His former Air Force colleagues added that Kelley had a morbid obsession with mass shooters and fawned over guns.
Jessika Edwards, who says she worked as the suspect's supervisor at Holloman Air Force Base in New Mexico from 2010 to 2012, told CNN Kelley told her about his "target practice" when they reconnected on Facebook in 2014.
The former colleagues sent messages back and forth to check in with one another, and though Edwards couldn't say whether Kelley was telling the truth, she stopped communicating with him after he claimed to buy and shoot animals for fun.
Kelley was accused in 2014 of punching a dog in Colorado. He initially pleaded guilty to animal cruelty but the case was dismissed after he paid fines, CNN reports, citing court documents.
Edwards recalled that Kelley's fascination with mass murders during his time in the service was concerning.
"He would make jokes about wanting to kill somebody," Edwards said. "And we would say, 'wait, that's not funny.' "

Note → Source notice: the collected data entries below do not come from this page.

//! The protection engine.
//!
//! [`ObfuscationEngine`] drives compilation units through the whole pipeline:
//!
//! ```text
//! flags + overrides ─► ConfigResolver ─► EffectivePolicy
//!                                            │
//! Module ─► PromotionPass ─► FilterPass ─► EncryptionPass ─► RewritePass ─► Module'
//! ```
//!
//! Each unit is processed on a private working copy that replaces the caller's
//! module only after every pass succeeded. A fatal error therefore leaves the
//! unit exactly as it was and never affects other units; recoverable conditions
//! are recorded in the unit's [`EventLog`].
//!
//! # Example
//!
//! ```rust
//! use obscura::{
//!     ir::{Evaluator, Function, GlobalVar, Module, ScalarType, Value},
//!     EngineConfig, FlagSet, ObfuscationEngine,
//! };
//!
//! let mut module = Module::new("main.c");
//! let values: Vec<Value> = (1..=4).map(Value::i32).collect();
//! let table = module.add_global(GlobalVar::array("table", ScalarType::I32, &values));
//! let mut function = Function::new("lookup").with_params(vec![ScalarType::I32]);
//! let index = function.arg(0);
//! let value = function.load_element(table, index);
//! function.ret(Some(value));
//! module.add_function(function);
//! module.add_policy_marker();
//!
//! let engine = ObfuscationEngine::new(EngineConfig::default().with_seed(0x5EED));
//! let flags = FlagSet::from_defines(["ENC_FULL", "ENC_DEEP_TIMES=3"]);
//! let result = engine.process_unit(&mut module, &flags)?;
//!
//! assert_eq!(result.stats.arrays_encrypted, 1);
//! let mut eval = Evaluator::new(&module);
//! assert_eq!(eval.call("lookup", &[Value::i32(2)])?, Some(Value::i32(3)));
//! # Ok::<(), obscura::Error>(())
//! ```

mod config;
mod result;

pub use config::EngineConfig;
pub use result::TransformResult;

use std::{sync::Arc, time::Instant};

use rayon::prelude::*;

use crate::{
    compiler::{CompilerContext, EventLog, PassScheduler},
    config::{ConfigResolver, EffectivePolicy, FlagSet},
    ir::Module,
    Result,
};

/// Protects the constants of compilation units.
///
/// The engine holds no per-unit state and can be shared between threads.
#[derive(Debug, Clone, Default)]
pub struct ObfuscationEngine {
    config: EngineConfig,
    resolver: ConfigResolver,
}

impl ObfuscationEngine {
    /// Creates an engine with the given configuration.
    #[must_use]
    pub fn new(config: EngineConfig) -> Self {
        Self {
            resolver: ConfigResolver::new(config.max_iterations_warning),
            config,
        }
    }

    /// Returns the engine configuration.
    #[must_use]
    pub fn config(&self) -> &EngineConfig {
        &self.config
    }

    /// Resolves the policy a unit would be processed under, without changing it.
    #[must_use]
    pub fn resolve_policy(&self, module: &Module, flags: &FlagSet, events: &EventLog) -> EffectivePolicy {
        self.resolver.resolve(module, flags, events)
    }

    /// Runs the full pipeline over one unit.
    ///
    /// On success `module` holds the transformed unit. On failure it is left
    /// untouched.
    ///
    /// # Errors
    ///
    /// Returns [`crate::Error::HostIntegration`] if an artifact cannot be
    /// committed, or [`crate::Error::Malformed`] if the unit is inconsistent.
    pub fn process_unit(&self, module: &mut Module, flags: &FlagSet) -> Result<TransformResult> {
        let start = Instant::now();

        let events = EventLog::new();
        let policy = Arc::new(self.resolver.resolve(module, flags, &events));
        log::debug!("{}: {}", module.id, policy);

        let mut ctx = CompilerContext::new(module.id.clone(), self.config.seed, policy)
            .with_parallel(self.config.parallel)
            .with_events(events);

        let mut working = module.clone();
        let changed = match PassScheduler::standard().run(&mut working, &mut ctx) {
            Ok(changed) => changed,
            Err(error) => {
                log::error!("{}: aborted, unit left unchanged: {error}", module.id);
                return Err(error);
            }
        };
        *module = working;

        let result = TransformResult::new(ctx, changed).with_timing(start.elapsed());
        log::info!("{}", result.summary());
        Ok(result)
    }

    /// Runs the pipeline over several independent units.
    ///
    /// Units are processed concurrently when [`EngineConfig::parallel`] is set.
    /// Results are returned in input order; a failing unit does not affect the
    /// others.
    pub fn process_units(&self, modules: &mut [Module], flags: &FlagSet) -> Vec<Result<TransformResult>> {
        if self.config.parallel {
            modules
                .par_iter_mut()
                .map(|module| self.process_unit(module, flags))
                .collect()
        } else {
            modules
                .iter_mut()
                .map(|module| self.process_unit(module, flags))
                .collect()
        }
    }
}

#[cfg(test)]
mod tests {
    use super::*;
    use crate::{
        compiler::EventKind,
        config::{Level, Levels, PolicyMode},
        ir::{Evaluator, Function, GlobalVar, LocalVar, Value},
    };

    fn unit(id: &str) -> Module {
        let mut module = Module::new(id);
        let secret = module.add_global(GlobalVar::scalar("secret_key", Value::i32(0x0BAD_F00D)));
        let mut function = Function::new("main");
        let value = function.load_global(secret);
        function.ret(Some(value));
        module.add_function(function);

        let mut function = Function::new("bound");
        let local = function.add_local(LocalVar::scalar("limit", Value::i64(10)));
        let value = function.load_local(local);
        function.ret(Some(value));
        module.add_function(function);
        module
    }

    #[test]
    fn test_implicit_unit() -> Result<()> {
        let mut module = unit("a.c");
        let result = ObfuscationEngine::default().process_unit(&mut module, &FlagSet::new())?;

        assert_eq!(result.policy.mode, PolicyMode::Implicit);
        assert_eq!(result.policy.levels, Levels::LITE | Levels::DEEP);
        assert_eq!(result.encrypted.len(), 1);
        assert!(result.promoted.is_empty());
        assert_eq!(result.decoders.len(), 1);
        assert!(!result.is_unchanged());
        assert_eq!(
            Evaluator::new(&module).call("main", &[])?,
            Some(Value::i32(0x0BAD_F00D))
        );
        Ok(())
    }

    #[test]
    fn test_explicit_unit_with_promotion() -> Result<()> {
        let mut module = unit("a.c");
        module.add_policy_marker();
        let flags = FlagSet::from_defines(["ENC_LITE", "ENC_LITE_TIMES=3", "L2G_ENABLE"]);
        let result = ObfuscationEngine::default().process_unit(&mut module, &flags)?;

        assert_eq!(result.policy.iterations(Level::Lite), 3);
        assert_eq!(result.promoted.len(), 1);
        assert_eq!(result.encrypted.len(), 2);
        assert!(result.decoders.is_empty());
        assert!(module.find_global("bound.limit").is_some());
        assert_eq!(Evaluator::new(&module).call("bound", &[])?, Some(Value::i64(10)));
        assert!(result.events.has(EventKind::PassCompleted));
        Ok(())
    }

    #[test]
    fn test_unmarked_unit_ignores_flags() -> Result<()> {
        let mut module = unit("a.c");
        let flags = FlagSet::from_defines(["L2G_ENABLE"]);
        let result = ObfuscationEngine::default().process_unit(&mut module, &flags)?;
        assert!(result.promoted.is_empty());
        assert!(result.events.has(EventKind::Info));
        Ok(())
    }

    #[test]
    fn test_units_are_independent() {
        let mut modules = vec![unit("a.c"), unit("b.c")];
        let engine = ObfuscationEngine::new(EngineConfig::default().with_parallel(true));
        let results = engine.process_units(&mut modules, &FlagSet::new());
        assert_eq!(results.len(), 2);
        assert!(results.iter().all(|result| result.is_ok()));

        let cipher = |m: &Module| {
            m.globals()
                .find(|(_, g)| g.name == "secret_key")
                .and_then(|(_, g)| g.initializer.clone())
        };
        assert_ne!(cipher(&modules[0]), cipher(&modules[1]));
    }
}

She also remembered an instance in which Kelley was being disciplined for poor performance. She warned her supervisors to "back off or he would shoot the place up," based on his frightening behavior in the past.
Kelley was often causing trouble on the Air Force base, Edwards recalled.
He was court-martialed and convicted of assaulting his wife and stepson in 2012, which Edwards said only compounded his problems on the job.
After Kelley threatened officers and tried to sneak guns onto the base, he was referred to a mental health facility for treatment. He attempted to escape the hospital to make good on his previous threats.
The Air Force has been criticized following Kelley's mass shooting as his assault convictions should have barred him from legally purchasing the rifle he used in the First Baptist Church attack. An apparent error occurred within the Air Force and federal law enforcement were not notified of the conviction, so Kelley passed necessary checks to buy the weapon.
On Sunday, Nov. 5, Kelley entered the church in Sutherland Springs and strutted down the aisle of pews, executing his victims.
He killed 26 people in the attack, including an unborn child, and injured at least 20 more. According to Wilson County Sheriff Joe Tackitt, no one escaped the church unscathed.0comments
After the attack, Kelley died of a self-inflicted gunshot wound in his vehicle about 10 miles from the church.
The FBI is currently investigating Kelley's motive and the timeline of the attack, though they are not considering it an act of terror. Instead, evidence shows Kelley may have been aiming to kill his mother-in-law, who sometimes attended the church, after a domestic incident.